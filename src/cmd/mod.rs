// otto-rs: Guided git release assistant
//
// SPDX-FileCopyrightText: 2026 Romeo Ahmed
// SPDX-License-Identifier: GPL-3.0-or-later

//! Interactive flows.
//!
//! ```text
//! main --> Session { git, package, config, prompt, generator, telemetry }
//!            |
//!            +--> updates::check_for_updates   (once per start)
//!            +--> menu::run_menu               (no subcommand)
//!            +--> run_flow(Flow)               (subcommand or menu pick)
//!                   release | build | branch | stash | undo | sync | settings
//! ```
//!
//! Flows print their own results. They return `Err` only for failures that
//! escape every step (including [`OttoError::Aborted`](crate::error::OttoError)).

pub mod branch;
pub mod build;
pub mod menu;
pub mod release;
pub mod settings;
pub mod stash;
pub mod sync;
pub mod undo;
pub mod updates;

#[cfg(test)]
mod testing;
#[cfg(test)]
mod tests;

use crate::cli::release::ReleaseArgs;
use crate::config::Config;
use crate::core::process::Shell;
use crate::error::Result;
use crate::git::Git;
use crate::package::Package;
use crate::prompt::Prompt;
use crate::services::{CommitGenerator, OpenAiGenerator, TelemetrySink, WebhookSink};
use crate::ui::{self, Banner};

/// Everything a flow needs for one run of the program.
pub struct Session<'p> {
    pub git: Git,
    pub package: Package,
    pub config: Config,
    pub prompt: &'p mut dyn Prompt,
    pub generator: Box<dyn CommitGenerator>,
    pub telemetry: Box<dyn TelemetrySink>,
}

impl<'p> Session<'p> {
    /// Session over `shell`, with HTTP services built from `config`.
    pub fn new(shell: Shell, config: Config, prompt: &'p mut dyn Prompt) -> Self {
        Self {
            git: Git::new(shell.clone()),
            package: Package::detect(shell),
            generator: Box::new(OpenAiGenerator::from_config(&config)),
            telemetry: Box::new(WebhookSink::from_config(&config)),
            config,
            prompt,
        }
    }

    /// Replace the HTTP services.
    #[must_use]
    pub fn with_services(
        mut self,
        generator: Box<dyn CommitGenerator>,
        telemetry: Box<dyn TelemetrySink>,
    ) -> Self {
        self.generator = generator;
        self.telemetry = telemetry;
        self
    }

    /// Rebuild the HTTP services after the configuration changed.
    pub fn refresh_services(&mut self) {
        self.generator = Box::new(OpenAiGenerator::from_config(&self.config));
        self.telemetry = Box::new(WebhookSink::from_config(&self.config));
    }

    #[must_use]
    pub fn banner(&self) -> Banner {
        Banner::collect(&self.git, self.package.manager(), &self.config)
    }

    pub fn print_banner(&self) {
        self.banner().print();
    }

    /// Show the standard notice and return false outside a repository.
    fn require_repository(&self) -> bool {
        if self.git.is_repository() {
            return true;
        }
        ui::note("Error", "Not a git repository.");
        false
    }
}

/// Whether the program keeps running.
#[derive(Debug, Clone, Copy, PartialEq, Eq)]
pub enum Outcome {
    Continue,
    Quit,
}

/// A single flow, picked from the menu or named on the command line.
#[derive(Debug, Clone, Copy, PartialEq, Eq)]
pub enum Flow {
    Release,
    Build,
    Branch,
    Stash,
    Undo,
    Sync,
    Settings,
}

/// Run one flow to completion.
///
/// # Errors
///
/// Returns an error if the user aborts a prompt or a step fails in a way
/// the flow does not report itself.
pub async fn run_flow(session: &mut Session<'_>, flow: Flow, release: &ReleaseArgs) -> Result<()> {
    tracing::debug!(?flow, "running flow");
    match flow {
        Flow::Release => release::run_release_command(session, release).await,
        Flow::Build => build::run_build_command(session),
        Flow::Branch => branch::run_branch_command(session),
        Flow::Stash => stash::run_stash_command(session),
        Flow::Undo => undo::run_undo_command(session),
        Flow::Sync => sync::run_sync_command(session),
        Flow::Settings => settings::run_settings_command(session),
    }
}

ABOUT THIS TASK: Provide the count, and nothing else, of lines in the data above where the word "ReleaseArgs" occurs.

PROBLEM SOLUTION: 2